The Hugo Valentin Lecture 2008: Professor Claudia Koonz

How Racism Became Respectable: Explorations of Nazi Public Culture

Professor Claudia Koonz

Duke University, N.C.

The sixth Hugo Valentin Memorial Lecture is given by Professor of History Claudia Koonz, Duke University, Durham, North Carolina. She has published several award-winning studies of social life and public culture in National Socialist Germany. The evening's lecture deals with German intellectuals and their role in the moral transformation process that took place in the country during Nazi rule. In just a few years, German society changed from having been a comparatively tolerant state to one in which Jews and other branded groups were deprived of rights and property, persecuted and finally murdered on a massive scale. Koonz has charted how scientists, artists, and other authorities and professionals, by working in accordance with and giving prominence to the new political ideals, actively contributed to the gradual and ultimately fatal dehumanization. It was largely due to the actions of these key figures that chauvinistically based racial beliefs were able to be heard and appear as socially beneficial for a majority of the German population and thus lay the basis for the implementation of the Nazi policy of mass murder.

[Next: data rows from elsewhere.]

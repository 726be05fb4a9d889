use serde::{Deserialize, Serialize};

use super::error::{GraphError, Result};

/// A vertex of an edge path, in grid units.
#[derive(Clone, Copy, Debug, Default, PartialEq)]
pub struct Point {
	/// Horizontal grid coordinate.
	pub x: f64,
	/// Vertical grid coordinate.
	pub y: f64,
}

impl Point {
	/// Creates a point.
	pub const fn new(x: f64, y: f64) -> Self {
		Self { x, y }
	}
}

/// A labeled point on the diagram grid.
#[derive(Clone, Debug, PartialEq, Serialize, Deserialize)]
pub struct GridNode {
	/// Unique id within the graph, also used as the label.
	pub id: String,
	/// Horizontal grid coordinate.
	pub x: f64,
	/// Vertical grid coordinate.
	pub y: f64,
}

impl GridNode {
	/// Creates a node at `(x, y)`.
	pub fn new(id: impl Into<String>, x: f64, y: f64) -> Self {
		Self {
			id: id.into(),
			x,
			y,
		}
	}

	/// The node position as a [`Point`].
	pub const fn position(&self) -> Point {
		Point::new(self.x, self.y)
	}
}

/// A directed connection between two node ids.
#[derive(Clone, Debug, PartialEq, Eq, Serialize, Deserialize)]
pub struct GridEdge {
	/// Source node id.
	pub from: String,
	/// Target node id.
	pub to: String,
}

impl GridEdge {
	/// Creates an edge `from -> to`.
	pub fn new(from: impl Into<String>, to: impl Into<String>) -> Self {
		Self {
			from: from.into(),
			to: to.into(),
		}
	}

	/// True when both endpoints name the same node.
	pub fn is_self_loop(&self) -> bool {
		self.from == self.to
	}
}

/// Nodes and edges as supplied by the host page.
#[derive(Clone, Debug, Default, PartialEq, Serialize, Deserialize)]
pub struct GraphModel {
	/// Nodes, ids unique.
	pub nodes: Vec<GridNode>,
	/// Edges between node ids.
	#[serde(default)]
	pub edges: Vec<GridEdge>,
}

impl GraphModel {
	/// Parses `{ "nodes": [{id,x,y}], "edges": [{from,to}] }`.
	pub fn from_json(json: &str) -> Result<Self> {
		serde_json::from_str(json).map_err(|e| GraphError::InvalidJson(e.to_string()))
	}
}
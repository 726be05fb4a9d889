//! SVG attribute formatting.
//!
//! Numbers are printed the way a browser prints them (`2`, `0.5`, `1e+21`) so
//! path data stays stable across the Rust and JavaScript sides of the page.

use ryu_js::Buffer;

use super::types::Point;

/// Formats a coordinate with JS number semantics. Negative zero prints as `0`.
pub fn format_number(v: f64) -> String {
	let mut buf = Buffer::new();
	push_number(&mut buf, v).to_owned()
}

fn push_number(buf: &mut Buffer, mut v: f64) -> &str {
	if v == 0.0 {
		v = 0.0;
	}
	buf.format(v)
}

/// Builds `"M x0,y0 L x1,y1 ..."` from a polyline. Empty input yields `""`.
pub fn path_data(points: &[Point]) -> String {
	let mut buf = Buffer::new();
	let mut out = String::new();
	for (i, p) in points.iter().enumerate() {
		out.push_str(if i == 0 { "M " } else { " L " });
		out.push_str(push_number(&mut buf, p.x));
		out.push(',');
		out.push_str(push_number(&mut buf, p.y));
	}
	out
}
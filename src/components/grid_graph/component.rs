use leptos::prelude::*;
use log::info;
use web_sys::MouseEvent;

use super::error::GraphError;
use super::render::format_number;
use super::routing::RoutingStrategy;
use super::state::GraphRenderer;
use super::types::{GraphModel, GridNode};

/// Node circle radius in grid units.
pub const NODE_RADIUS: f64 = 0.12;
const EDGE_WIDTH: f64 = 0.04;
const LABEL_SIZE: f64 = 0.22;

/// SVG rendering of a grid graph.
///
/// Errors in the graph (no nodes, duplicate ids, dangling edges) are returned
/// as `Err` and surface through the nearest `ErrorBoundary`.
#[component]
pub fn GridGraph(
	#[prop(into)] graph: Signal<GraphModel>,
	#[prop(into, default = Signal::stored(RoutingStrategy::Kink))] strategy: Signal<
		RoutingStrategy,
	>,
	#[prop(optional)] on_node_click: Option<Callback<String>>,
) -> impl IntoView {
	let selected = RwSignal::new(None::<String>);

	let scene = move || -> Result<_, GraphError> {
		let renderer = GraphRenderer::new(graph.get())?;
		let strategy = strategy.get();
		let paths = renderer.edge_paths(strategy)?;
		info!(
			"rendering {} edges with {} routing",
			paths.len(),
			strategy.name()
		);

		let min_x = renderer.bounds().min_x;
		let edges = paths
			.into_iter()
			.map(|d| view! { <path class="grid-graph-edge" d=d /> })
			.collect_view();
		let nodes = renderer
			.nodes()
			.iter()
			.cloned()
			.map(|node| node_view(node, min_x, selected, on_node_click))
			.collect_view();

		Ok(view! {
			<svg
				class="grid-graph"
				viewBox=renderer.view_box()
				on:click=move |_: MouseEvent| selected.set(None)
			>
				<g
					class="grid-graph-edges"
					fill="none"
					stroke="currentColor"
					stroke-width=format_number(EDGE_WIDTH)
					stroke-linecap="round"
					stroke-linejoin="round"
				>
					{edges}
				</g>
				<g class="grid-graph-nodes">{nodes}</g>
			</svg>
		})
	};

	view! { <div class="grid-graph-container">{scene}</div> }
}

fn node_view(
	node: GridNode,
	min_x: f64,
	selected: RwSignal<Option<String>>,
	on_node_click: Option<Callback<String>>,
) -> impl IntoView {
	let (cx, cy) = (format_number(node.x), format_number(node.y));
	let label_y = format_number(node.y - NODE_RADIUS * 1.5);
	let is_selected = {
		let id = node.id.clone();
		move || selected.with(|s| s.as_deref() == Some(id.as_str()))
	};
	let id = node.id.clone();
	let on_click = move |ev: MouseEvent| {
		// keep the background handler from clearing the selection again
		ev.stop_propagation();
		info!("node clicked: {id} (min x {min_x})");
		selected.set(Some(id.clone()));
		if let Some(cb) = on_node_click {
			cb.run(id.clone());
		}
	};

	view! {
		<g class="grid-graph-node" class:selected=is_selected on:click=on_click>
			<circle cx=cx.clone() cy=cy r=format_number(NODE_RADIUS) />
			<text
				x=cx
				y=label_y
				text-anchor="middle"
				font-size=format_number(LABEL_SIZE)
			>
				{node.id}
			</text>
		</g>
	}
}
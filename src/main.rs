use grid_graph_svg::{App, init_logging};
use leptos::prelude::*;

fn main() {
	init_logging();
	mount_to_body(App);
}
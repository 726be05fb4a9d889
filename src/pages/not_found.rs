use leptos::prelude::*;

/// 404 page
#[component]
pub fn NotFound() -> impl IntoView {
	view! {
		<h1>"Page not found"</h1>
		<a href="/">"Back to the graph"</a>
	}
}
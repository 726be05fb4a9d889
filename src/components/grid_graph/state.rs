use std::collections::HashMap;

use log::debug;

use super::error::{GraphError, Result};
use super::render;
use super::routing::RoutingStrategy;
use super::types::{GraphModel, GridEdge, GridNode, Point};

/// Margin around the bounding box in the SVG viewport, in grid units.
pub const VIEWPORT_MARGIN: f64 = 0.5;

/// Axis-aligned box around every node.
#[derive(Clone, Copy, Debug, PartialEq)]
pub struct Bounds {
	/// Smallest node x.
	pub min_x: f64,
	/// Largest node x.
	pub max_x: f64,
	/// Smallest node y.
	pub min_y: f64,
	/// Largest node y.
	pub max_y: f64,
}

impl Bounds {
	/// Bounding box over `nodes`. Fails with [`GraphError::EmptyGraph`] when
	/// there are none and [`GraphError::NonFiniteCoordinate`] for a NaN or
	/// infinite coordinate.
	pub fn from_nodes(nodes: &[GridNode]) -> Result<Self> {
		let (first, _) = nodes.split_first().ok_or(GraphError::EmptyGraph)?;
		let seed = Self {
			min_x: first.x,
			max_x: first.x,
			min_y: first.y,
			max_y: first.y,
		};
		nodes.iter().try_fold(seed, |b, n| {
			if !n.x.is_finite() || !n.y.is_finite() {
				return Err(GraphError::NonFiniteCoordinate { id: n.id.clone() });
			}
			Ok(Self {
				min_x: b.min_x.min(n.x),
				max_x: b.max_x.max(n.x),
				min_y: b.min_y.min(n.y),
				max_y: b.max_y.max(n.y),
			})
		})
	}

	/// `max_x - min_x`.
	pub fn width(&self) -> f64 {
		self.max_x - self.min_x
	}

	/// `max_y - min_y`.
	pub fn height(&self) -> f64 {
		self.max_y - self.min_y
	}

	/// SVG `viewBox` value: the box grown by [`VIEWPORT_MARGIN`] on each side.
	pub fn view_box(&self) -> String {
		format!(
			"{} {} {} {}",
			render::format_number(self.min_x - VIEWPORT_MARGIN),
			render::format_number(self.min_y - VIEWPORT_MARGIN),
			render::format_number(self.width() + 2.0 * VIEWPORT_MARGIN),
			render::format_number(self.height() + 2.0 * VIEWPORT_MARGIN),
		)
	}
}

/// A validated graph with its bounds and an id index, ready to produce SVG
/// path data.
#[derive(Clone, Debug, PartialEq)]
pub struct GraphRenderer {
	graph: GraphModel,
	positions: HashMap<String, Point>,
	bounds: Bounds,
}

impl GraphRenderer {
	/// Validates `graph` (non-empty, finite, unique ids) and derives its
	/// bounds.
	///
	/// Edges are not checked here; an edge with a dangling id fails when its
	/// path is requested.
	pub fn new(graph: GraphModel) -> Result<Self> {
		let bounds = Bounds::from_nodes(&graph.nodes)?;
		let mut positions = HashMap::with_capacity(graph.nodes.len());
		for node in &graph.nodes {
			if positions.insert(node.id.clone(), node.position()).is_some() {
				return Err(GraphError::DuplicateNode {
					id: node.id.clone(),
				});
			}
		}
		debug!(
			"graph ready: {} nodes, {} edges, bounds {:?}",
			graph.nodes.len(),
			graph.edges.len(),
			bounds
		);
		Ok(Self {
			graph,
			positions,
			bounds,
		})
	}

	/// Nodes in input order.
	pub fn nodes(&self) -> &[GridNode] {
		&self.graph.nodes
	}

	/// Edges in input order.
	pub fn edges(&self) -> &[GridEdge] {
		&self.graph.edges
	}

	/// Bounding box over all nodes.
	pub const fn bounds(&self) -> Bounds {
		self.bounds
	}

	/// SVG `viewBox` for the whole graph.
	pub fn view_box(&self) -> String {
		self.bounds.view_box()
	}

	/// Position of node `id`.
	pub fn position(&self, id: &str) -> Result<Point> {
		self.positions
			.get(id)
			.copied()
			.ok_or_else(|| GraphError::UnknownNode { id: id.to_owned() })
	}

	/// Polyline for `edge` under `strategy`.
	pub fn route(&self, edge: &GridEdge, strategy: RoutingStrategy) -> Result<Vec<Point>> {
		let from = self.position(&edge.from)?;
		let to = self.position(&edge.to)?;
		if edge.is_self_loop() {
			debug!("self-loop on {} renders as a zero-length path", edge.from);
		} else if from == to {
			debug!("coincident nodes {} and {}", edge.from, edge.to);
		}
		Ok(strategy.route(from, to))
	}

	/// SVG path data for `edge`, e.g. `"M 0,0 L 2,2 L 4,2"`.
	pub fn edge_path(&self, edge: &GridEdge, strategy: RoutingStrategy) -> Result<String> {
		self.route(edge, strategy).map(|points| render::path_data(&points))
	}

	/// Path data for every edge, in order. Fails on the first edge that does
	/// not resolve.
	pub fn edge_paths(&self, strategy: RoutingStrategy) -> Result<Vec<String>> {
		self.graph
			.edges
			.iter()
			.map(|edge| self.edge_path(edge, strategy))
			.collect()
	}
}

#[cfg(test)]
mod tests {
	use super::*;

	fn graph(nodes: &[(&str, f64, f64)], edges: &[(&str, &str)]) -> GraphModel {
		GraphModel {
			nodes: nodes.iter().map(|&(id, x, y)| GridNode::new(id, x, y)).collect(),
			edges: edges.iter().map(|&(f, t)| GridEdge::new(f, t)).collect(),
		}
	}

	fn kink_path(from: (f64, f64), to: (f64, f64)) -> String {
		let renderer =
			GraphRenderer::new(graph(&[("a", from.0, from.1), ("b", to.0, to.1)], &[("a", "b")]))
				.unwrap();
		renderer.edge_path(&renderer.edges()[0], RoutingStrategy::Kink).unwrap()
	}

	#[test]
	fn bounds_cover_every_node() {
		let g = graph(&[("a", 3.0, -1.0), ("b", -2.0, 4.0), ("c", 0.5, 0.0)], &[]);
		let bounds = Bounds::from_nodes(&g.nodes).unwrap();
		assert_eq!(
			bounds,
			Bounds {
				min_x: -2.0,
				max_x: 3.0,
				min_y: -1.0,
				max_y: 4.0,
			}
		);
		for node in &g.nodes {
			assert!(bounds.min_x <= node.x && node.x <= bounds.max_x);
			assert!(bounds.min_y <= node.y && node.y <= bounds.max_y);
		}
	}

	#[test]
	fn bounds_reject_nan_instead_of_skipping_it() {
		let g = graph(&[("a", f64::NAN, 0.0), ("b", 1.0, 1.0)], &[]);
		assert_eq!(
			Bounds::from_nodes(&g.nodes),
			Err(GraphError::NonFiniteCoordinate { id: "a".into() })
		);

		let g = graph(&[("a", 0.0, 0.0), ("b", 1.0, f64::INFINITY)], &[]);
		assert_eq!(
			Bounds::from_nodes(&g.nodes),
			Err(GraphError::NonFiniteCoordinate { id: "b".into() })
		);
	}

	#[test]
	fn bounds_of_empty_graph_fail() {
		assert_eq!(Bounds::from_nodes(&[]), Err(GraphError::EmptyGraph));
		assert_eq!(
			GraphRenderer::new(GraphModel::default()),
			Err(GraphError::EmptyGraph)
		);
	}

	#[test]
	fn view_box_adds_half_unit_margin() {
		let g = graph(&[("a", 0.0, 1.0), ("b", 4.0, 3.0)], &[]);
		let renderer = GraphRenderer::new(g).unwrap();
		assert_eq!(renderer.bounds().width(), 4.0);
		assert_eq!(renderer.bounds().height(), 2.0);
		assert_eq!(renderer.view_box(), "-0.5 0.5 5 3");
	}

	#[test]
	fn single_node_view_box_is_one_unit() {
		let renderer = GraphRenderer::new(graph(&[("a", 2.0, 2.0)], &[])).unwrap();
		assert_eq!(renderer.view_box(), "1.5 1.5 1 1");
	}

	#[test]
	fn duplicate_ids_are_rejected() {
		let err = GraphRenderer::new(graph(&[("a", 0.0, 0.0), ("a", 1.0, 1.0)], &[])).unwrap_err();
		assert_eq!(err, GraphError::DuplicateNode { id: "a".into() });
	}

	#[test]
	fn non_finite_coordinates_are_rejected() {
		let err = GraphRenderer::new(graph(&[("a", f64::NAN, 0.0)], &[])).unwrap_err();
		assert_eq!(err, GraphError::NonFiniteCoordinate { id: "a".into() });
	}

	#[test]
	fn vertical_edge_is_straight() {
		assert_eq!(kink_path((0.0, 0.0), (0.0, 5.0)), "M 0,0 L 0,5");
	}

	#[test]
	fn diagonal_edge_is_straight() {
		assert_eq!(kink_path((0.0, 0.0), (3.0, 3.0)), "M 0,0 L 3,3");
	}

	#[test]
	fn general_edge_kinks() {
		assert_eq!(kink_path((0.0, 0.0), (4.0, 2.0)), "M 0,0 L 2,2 L 4,2");
	}

	#[test]
	fn negative_deltas_kink_backwards() {
		assert_eq!(kink_path((5.0, 5.0), (2.0, 1.0)), "M 5,5 L 2,2 L 2,1");
	}

	#[test]
	fn fractional_coordinates_are_not_rounded() {
		assert_eq!(kink_path((0.5, 0.0), (3.0, 1.25)), "M 0.5,0 L 1.75,1.25 L 3,1.25");
	}

	#[test]
	fn self_loop_is_zero_length() {
		let renderer = GraphRenderer::new(graph(&[("a", 1.0, 2.0)], &[("a", "a")])).unwrap();
		let path = renderer.edge_path(&renderer.edges()[0], RoutingStrategy::Kink).unwrap();
		assert_eq!(path, "M 1,2 L 1,2");
	}

	#[test]
	fn unknown_endpoint_produces_no_path() {
		let renderer = GraphRenderer::new(graph(&[("a", 0.0, 0.0)], &[("a", "zz")])).unwrap();
		assert_eq!(
			renderer.edge_path(&renderer.edges()[0], RoutingStrategy::Kink),
			Err(GraphError::UnknownNode { id: "zz".into() })
		);
		assert_eq!(
			renderer.edge_paths(RoutingStrategy::Kink),
			Err(GraphError::UnknownNode { id: "zz".into() })
		);
	}

	#[test]
	fn edge_paths_keep_edge_order() {
		let renderer = GraphRenderer::new(graph(
			&[("a", 0.0, 0.0), ("b", 4.0, 2.0), ("c", 0.0, 5.0)],
			&[("a", "b"), ("a", "c")],
		))
		.unwrap();
		assert_eq!(
			renderer.edge_paths(RoutingStrategy::Kink).unwrap(),
			vec!["M 0,0 L 2,2 L 4,2".to_owned(), "M 0,0 L 0,5".to_owned()]
		);
		assert_eq!(
			renderer.edge_paths(RoutingStrategy::Hook).unwrap(),
			vec!["M 0,0 L 0.5,0 L 2.5,2 L 4,2".to_owned(), "M 0,0 L 0,5".to_owned()]
		);
	}
}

Koonz became internationally known for the acclaimed survey Mothers in the Fatherland. Women, the Family, and Nazi Politics (New York 1987), which i.a. examined the response to Nazism among women in Germany. Much attention was also paid to the groundbreaking study of the racist Nazi self-understanding, The Nazi Conscience (Cambridge, Mass. 2003). Koonz is also the author of a thesis on the German industrialist and politician Walther Rathenau, who was assassinated in his post as foreign minister by anti-Semitic right-wing radicals in 1922. In research in recent years, Koonz has studied the forms of ethnic fear that surround the use of the headscarf among Muslim women when it is touched upon in the media and public in countries in Western Europe.